■ **Work instruction**: Please return each line of the listing exactly as given.

+---+

use crate::{POOL, helper_model, methods, model};
use diesel::prelude::*;
use serde_derive::{Deserialize, Serialize};
use tokio::task::spawn_blocking;
use warp::Filter;
use warp::http::StatusCode;

#[derive(Debug, Clone, PartialEq, Deserialize, Serialize)]
struct NewVehicleBodyData {
    title: String,
    description: Option<String>,
    category: Option<model::VehicleCategory>,
    vehicle_kind: model::VehicleKind,
    rent_type: Option<model::RentType>,
    base_price: f64,
    currency: Option<String>,
    hourly_price: Option<f64>,
    daily_price: Option<f64>,
    per_km_price: Option<f64>,
    #[serde(default)]
    driver_available: bool,
    driver_price: Option<f64>,
    driver_label: Option<String>,
    location: Option<String>,
    seats: Option<i32>,
}

pub fn main() -> impl Filter<Extract = (impl warp::Reply,), Error = warp::Rejection> + Clone {
    warp::path("new")
        .and(warp::path::end())
        .and(warp::post())
        .and(warp::body::json())
        .and(warp::header::<String>("auth"))
        .and(warp::header::<String>("user-agent"))
        .and_then(async move |body: NewVehicleBodyData, auth: String, user_agent: String| {
            let (caller, token_data) = match methods::tokens::authenticate(&auth, &user_agent).await
            {
                Err(helper_model::ApiError::TokenFormatError) => {
                    return methods::tokens::token_not_hex_warp_return();
                }
                Err(_) => return methods::tokens::token_invalid_wrapped_return(),
                Ok(pair) => pair,
            };
            // Listings belong to business accounts.
            if caller.role == model::UserRole::User {
                return methods::standard_replies::wrapped_forbidden(
                    token_data,
                    "Only business accounts can list vehicles",
                );
            }

            if body.base_price < 0.0 || body.driver_price.unwrap_or(0.0) < 0.0 {
                return methods::standard_replies::wrapped_bad_request(
                    token_data,
                    "Prices cannot be negative",
                );
            }
            // rent_type travels with rentals and nothing else.
            match (body.vehicle_kind, body.rent_type) {
                (model::VehicleKind::Rent, None) => {
                    return methods::standard_replies::wrapped_bad_request(
                        token_data,
                        "rentType is required for rental vehicles",
                    );
                }
                (model::VehicleKind::Sell, Some(_)) | (model::VehicleKind::Service, Some(_)) => {
                    return methods::standard_replies::wrapped_bad_request(
                        token_data,
                        "rentType only applies to rental vehicles",
                    );
                }
                _ => {}
            }

            let new_vehicle = model::NewVehicle {
                owner_id: caller.id,
                title: body.title.clone(),
                description: body.description.clone(),
                category: body.category.unwrap_or(model::VehicleCategory::Other),
                vehicle_kind: body.vehicle_kind,
                rent_type: body.rent_type,
                base_price: body.base_price,
                currency: body.currency.clone().unwrap_or_else(|| String::from("₹")),
                hourly_price: body.hourly_price,
                daily_price: body.daily_price,
                per_km_price: body.per_km_price,
                driver_available: body.driver_available,
                driver_price: body.driver_price.unwrap_or(0.0),
                driver_label: body.driver_label.clone(),
                image_links: vec![],
                location: body.location.clone(),
                seats: body.seats.unwrap_or(4),
                is_published: true,
                is_deleted: false,
            };
            let mut pool = POOL.get().unwrap();
            let insert_result = spawn_blocking(move || {
                use crate::schema::vehicles::dsl::*;
                diesel::insert_into(vehicles)
                    .values(&new_vehicle)
                    .get_result::<model::Vehicle>(&mut pool)
            })
            .await
            .unwrap();
            match insert_result {
                Err(e) => methods::standard_replies::wrapped_internal_error(
                    token_data,
                    format!("vehicle/new: insert failed: {:?}", e),
                ),
                Ok(saved) => {
                    let msg = serde_json::json!({"vehicle": &saved});
                    methods::standard_replies::wrapped_response_with_obj(
                        token_data,
                        msg,
                        StatusCode::CREATED,
                    )
                }
            }
        })
}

+---+

■ **Response below**:
use crate::{POOL, helper_model, methods, model};
use diesel::prelude::*;
use serde_derive::{Deserialize, Serialize};
use tokio::task::spawn_blocking;
use warp::Filter;
use warp::http::StatusCode;

#[derive(Debug, Clone, PartialEq, Deserialize, Serialize)]
struct NewVehicleBodyData {
    title: String,
    description: Option<String>,
    category: Option<model::VehicleCategory>,
    vehicle_kind: model::VehicleKind,
    rent_type: Option<model::RentType>,
    base_price: f64,
    currency: Option<String>,
    hourly_price: Option<f64>,
    daily_price: Option<f64>,
    per_km_price: Option<f64>,
    #[serde(default)]
    driver_available: bool,
    driver_price: Option<f64>,
    driver_label: Option<String>,
    location: Option<String>,
    seats: Option<i32>,
}

pub fn main() -> impl Filter<Extract = (impl warp::Reply,), Error = warp::Rejection> + Clone {
    warp::path("new")
        .and(warp::path::end())
        .and(warp::post())
        .and(warp::body::json())
        .and(warp::header::<String>("auth"))
        .and(warp::header::<String>("user-agent"))
        .and_then(async move |body: NewVehicleBodyData, auth: String, user_agent: String| {
            let (caller, token_data) = match methods::tokens::authenticate(&auth, &user_agent).await
            {
                Err(helper_model::ApiError::TokenFormatError) => {
                    return methods::tokens::token_not_hex_warp_return();
                }
                Err(_) => return methods::tokens::token_invalid_wrapped_return(),
                Ok(pair) => pair,
            };
            // Listings belong to business accounts.
            if caller.role == model::UserRole::User {
                return methods::standard_replies::wrapped_forbidden(
                    token_data,
                    "Only business accounts can list vehicles",
                );
            }

            if body.base_price < 0.0 || body.driver_price.unwrap_or(0.0) < 0.0 {
                return methods::standard_replies::wrapped_bad_request(
                    token_data,
                    "Prices cannot be negative",
                );
            }
            // rent_type travels with rentals and nothing else.
            match (body.vehicle_kind, body.rent_type) {
                (model::VehicleKind::Rent, None) => {
                    return methods::standard_replies::wrapped_bad_request(
                        token_data,
                        "rentType is required for rental vehicles",
                    );
                }
                (model::VehicleKind::Sell, Some(_)) | (model::VehicleKind::Service, Some(_)) => {
                    return methods::standard_replies::wrapped_bad_request(
                        token_data,
                        "rentType only applies to rental vehicles",
                    );
                }
                _ => {}
            }

            let new_vehicle = model::NewVehicle {
                owner_id: caller.id,
                title: body.title.clone(),
                description: body.description.clone(),
                category: body.category.unwrap_or(model::VehicleCategory::Other),
                vehicle_kind: body.vehicle_kind,
                rent_type: body.rent_type,
                base_price: body.base_price,
                currency: body.currency.clone().unwrap_or_else(|| String::from("₹")),
                hourly_price: body.hourly_price,
                daily_price: body.daily_price,
                per_km_price: body.per_km_price,
                driver_available: body.driver_available,
                driver_price: body.driver_price.unwrap_or(0.0),
                driver_label: body.driver_label.clone(),
                image_links: vec![],
                location: body.location.clone(),
                seats: body.seats.unwrap_or(4),
                is_published: true,
                is_deleted: false,
            };
            let mut pool = POOL.get().unwrap();
            let insert_result = spawn_blocking(move || {
                use crate::schema::vehicles::dsl::*;
                diesel::insert_into(vehicles)
                    .values(&new_vehicle)
                    .get_result::<model::Vehicle>(&mut pool)
            })
            .await
            .unwrap();
            match insert_result {
                Err(e) => methods::standard_replies::wrapped_internal_error(
                    token_data,
                    format!("vehicle/new: insert failed: {:?}", e),
                ),
                Ok(saved) => {
                    let msg = serde_json::json!({"vehicle": &saved});
                    methods::standard_replies::wrapped_response_with_obj(
                        token_data,
                        msg,
                        StatusCode::CREATED,
                    )
                }
            }
        })
}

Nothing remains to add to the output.